BACKGROUND AND OBJECTIVE: Mercury is one of the most harmful heavy metals and its toxicity causes severe multi-organ dysfunction. This study was designed to explore novel molecular pathways involved in the hepatoprotective effect of vitamin E (Vit-E) and Lactobacillius plantarum (Lac-B) against mercury toxicity. [Image: see text] METHOD: Acute hepatotoxicity was induced by administration of high dose of mercuric chloride (HgCl(2)) in male rats, Vit-E or/and Lac-B were given along with HgCl(2) for 2 weeks. The effects of those antioxidants were studied focusing on their anti-apoptotic, anti-oxidative stress and anti-inflammatory eficacies. Histopathological examinations were also conducted. RESULTS: The administration of HgCl(2) induced liver injury which manifested by elevation in serum ALT and AST. Liver MDA, caspase-3 and TNF-α levels were markedly increased; whereas, GSH level and SOD activity were declined. HgCl(2) significantly elevated the expressions of hepatic CHOP, GPR87, NF-κB and mTOR. Histopathological examination revealed massive hepatocyte degeneration following HgCl(2) administration.
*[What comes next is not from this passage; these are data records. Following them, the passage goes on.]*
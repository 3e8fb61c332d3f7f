// Dotlanth
// Copyright (C) 2025 Synerthink

// This program is free software: you can redistribute it and/or modify
// it under the terms of the GNU Affero General Public License as published by
// the Free Software Foundation, either version 3 of the License, or
// (at your option) any later version.

// This program is distributed in the hope that it will be useful,
// but WITHOUT ANY WARRANTY; without even the implied warranty of
// MERCHANTABILITY or FITNESS FOR A PARTICULAR PURPOSE.  See the
// GNU Affero General Public License for more details.

// You should have received a copy of the GNU Affero General Public License
// along with this program.  If not, see <http://www.gnu.org/licenses/>.

//! Examples, features and feature vectors

use serde::{Deserialize, Serialize};
use std::fmt;

/// A single feature produced by a classifier
#[derive(Debug, Clone, PartialEq, Serialize, Deserialize)]
pub enum Feature {
    Discrete { name: String, value: String },
    Real { name: String, value: f64 },
}

impl Feature {
    pub fn discrete(name: impl Into<String>, value: impl Into<String>) -> Self {
        Feature::Discrete { name: name.into(), value: value.into() }
    }

    pub fn real(name: impl Into<String>, value: f64) -> Self {
        Feature::Real { name: name.into(), value }
    }

    pub fn name(&self) -> &str {
        match self {
            Feature::Discrete { name, .. } | Feature::Real { name, .. } => name,
        }
    }

    /// The identity of this feature, independent of a real feature's value
    pub fn key(&self) -> FeatureKey {
        match self {
            Feature::Discrete { name, value } => FeatureKey::Discrete {
                name: name.clone(),
                value: value.clone(),
            },
            Feature::Real { name, .. } => FeatureKey::Real { name: name.clone() },
        }
    }

    /// Numeric strength; discrete features always have strength 1
    pub fn strength(&self) -> f64 {
        match self {
            Feature::Discrete { .. } => 1.0,
            Feature::Real { value, .. } => *value,
        }
    }
}

/// Identity of a feature in a lexicon
#[derive(Debug, Clone, PartialEq, Eq, PartialOrd, Ord, Hash, Serialize, Deserialize)]
pub enum FeatureKey {
    Discrete { name: String, value: String },
    Real { name: String },
}

impl FeatureKey {
    /// Rebuild a feature from this key and a stored strength
    pub fn to_feature(&self, strength: f64) -> Feature {
        match self {
            FeatureKey::Discrete { name, value } => Feature::discrete(name.clone(), value.clone()),
            FeatureKey::Real { name } => Feature::real(name.clone(), strength),
        }
    }
}

impl fmt::Display for FeatureKey {
    fn fmt(&self, f: &mut fmt::Formatter<'_>) -> fmt::Result {
        match self {
            FeatureKey::Discrete { name, value } => write!(f, "{name}={value}"),
            FeatureKey::Real { name } => write!(f, "{name}"),
        }
    }
}

/// Extracted features and labels of one example
#[derive(Debug, Clone, Default, PartialEq, Serialize, Deserialize)]
pub struct FeatureVector {
    pub features: Vec<Feature>,
    pub labels: Vec<Feature>,
}

impl FeatureVector {
    pub fn new(features: Vec<Feature>, labels: Vec<Feature>) -> Self {
        Self { features, labels }
    }

    /// The first label, which single-output learners train against
    pub fn label(&self) -> Option<&Feature> {
        self.labels.first()
    }
}

/// An example as produced by a parser
#[derive(Debug, Clone, PartialEq, Serialize, Deserialize)]
pub enum Example {
    /// Raw object that still needs feature extraction
    Object(serde_json::Value),
    /// Already extracted feature vector (pre-extracted replay)
    Vector(FeatureVector),
}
Treatment with Vit-E or/and Lac-B restored the normal levels of the previously mentioned parameters, as well as improved hepatic architecture. CONCLUSION: Vit-E and Lac-B provided protective effect against HgCl(2)-induced hepatotoxicity via reduction of oxidative stress and inflammation, and downregulation of CHOP, GPR87, NF-κB and mTOR proteins’ expressions.